They say that when things are outdated, they no longer work. Well, that is not the case with these 10 Outdated Forex Trading Strategies that Still Work. While other strategies may have been replaced or forgotten, these 10 strategies still stand the test of time and continue to be used by profitable traders today.
1. The Trend is Your Friend Strategy
One of the oldest adages in trading is “the trend is your friend”, and this could not be more true in the world of forex. This strategy is all about riding the waves of a trend and making profits along the way.
This only means that whatever direction the price is moving in, that is the direction you want to trade in.
2. The Fibonacci Retracement Strategy
The Fibonacci Retracement Strategy is used as a predictive technical indicator and is based on the turn of events that occur during nature. This strategy is used to find out when a market may potentially reverse course after a corrective wave.
Fibonacci retracements are created by drawing a trendline between two extreme points and then dividing the vertical distance by the Fibonacci ratios of 23.6%, 38.2%, 61.8% and 100%.

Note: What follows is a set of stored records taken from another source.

//! Conditional request headers.
//!
//! - `If-Match`: optimistic concurrency on update
//! - `If-None-Match`: conditional read
//! - `If-None-Exist`: conditional create

use std::convert::Infallible;

use axum::{
    extract::FromRequestParts,
    http::{HeaderMap, header, request::Parts},
};

/// Conditional headers of a request.
#[derive(Debug, Default, Clone)]
pub struct ConditionalHeaders {
    if_match: Option<String>,
    if_none_match: Option<String>,
    if_none_exist: Option<String>,
}

impl ConditionalHeaders {
    /// Reads the conditional headers from a header map.
    pub fn from_headers(headers: &HeaderMap) -> Self {
        let get = |name: &str| {
            headers
                .get(name)
                .and_then(|v| v.to_str().ok())
                .map(str::trim)
                .filter(|v| !v.is_empty())
                .map(String::from)
        };

        Self {
            if_match: get(header::IF_MATCH.as_str()),
            if_none_match: get(header::IF_NONE_MATCH.as_str()),
            if_none_exist: get("if-none-exist").map(|q| q.trim_start_matches('?').to_string()),
        }
    }

    /// Returns the `If-Match` ETag.
    pub fn if_match(&self) -> Option<&str> {
        self.if_match.as_deref()
    }

    /// Returns the `If-None-Match` ETag.
    pub fn if_none_match(&self) -> Option<&str> {
        self.if_none_match.as_deref()
    }

    /// Returns the `If-None-Exist` search criteria, without a leading `?`.
    pub fn if_none_exist(&self) -> Option<&str> {
        self.if_none_exist.as_deref()
    }
}

impl<S> FromRequestParts<S> for ConditionalHeaders
where
    S: Send + Sync,
{
    type Rejection = Infallible;

    async fn from_request_parts(parts: &mut Parts, _state: &S) -> Result<Self, Self::Rejection> {
        Ok(Self::from_headers(&parts.headers))
    }
}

3. The MACD Indicator Strategy
The MACD Indicator Strategy is a momentum indicator that can be used to find out when the market is overbought or oversold. This strategy is based on the Moving Average Convergence Divergence (MACD) technical indicator which is a trend-following momentum indicator.
The MACD is calculated by subtracting the 26-period Exponential Moving Average (EMA) from the 12-period EMA. A 9-day EMA of the MACD line is then plotted to act as a signal line and generate buy/sell signals.
4. The Parabolic SAR Strategy
The Parabolic SAR Strategy is a trend following technique that can be used to find out when a market is about to make a reversal. This strategy is based on the Parabolic SAR (Stop and Reverse) technical indicator which is used to identify potential reversals in price.
The Parabolic SAR is calculated by taking the highest high of the previous candles and the lowest low of the previous candles, and plotting them as a point on the chart. The points are then connected to form a parabolic curve.
5. The Stochastic Oscillator Strategy
The Stochastic Oscillator Strategy is a momentum indicator that can be used to find out when the market is overbought or oversold. This strategy is based on the %K and %D line of the stochastic oscillator which is used to generate buy/sell signals.
The %K line is calculated by taking the current close price and subtracting the low of the previous 14 days, and then dividing it by the high of the previous 14 days minus the low of the previous 14 days. The %D line is a 3-day SMA of the %K line.
6. The Relative Strength Index (RSI) Strategy
The Relative Strength Index (RSI) Strategy is a momentum indicator that can be used to find out when the market is overbought or oversold. This strategy is based on the RSI technical indicator which is used to generate buy/sell signals.
The RSI is calculated by taking the average of the closing prices of the last 14 days and dividing it by the standard deviation of the closing prices of the last 14 days.
Conclusion:
While there are many different forex trading strategies out there, these Forex Trading Strategies remain to be some of the most profitable and commonly used by traders today. So don’t let anyone tell you that these strategies are outdated and no longer work because they definitely do!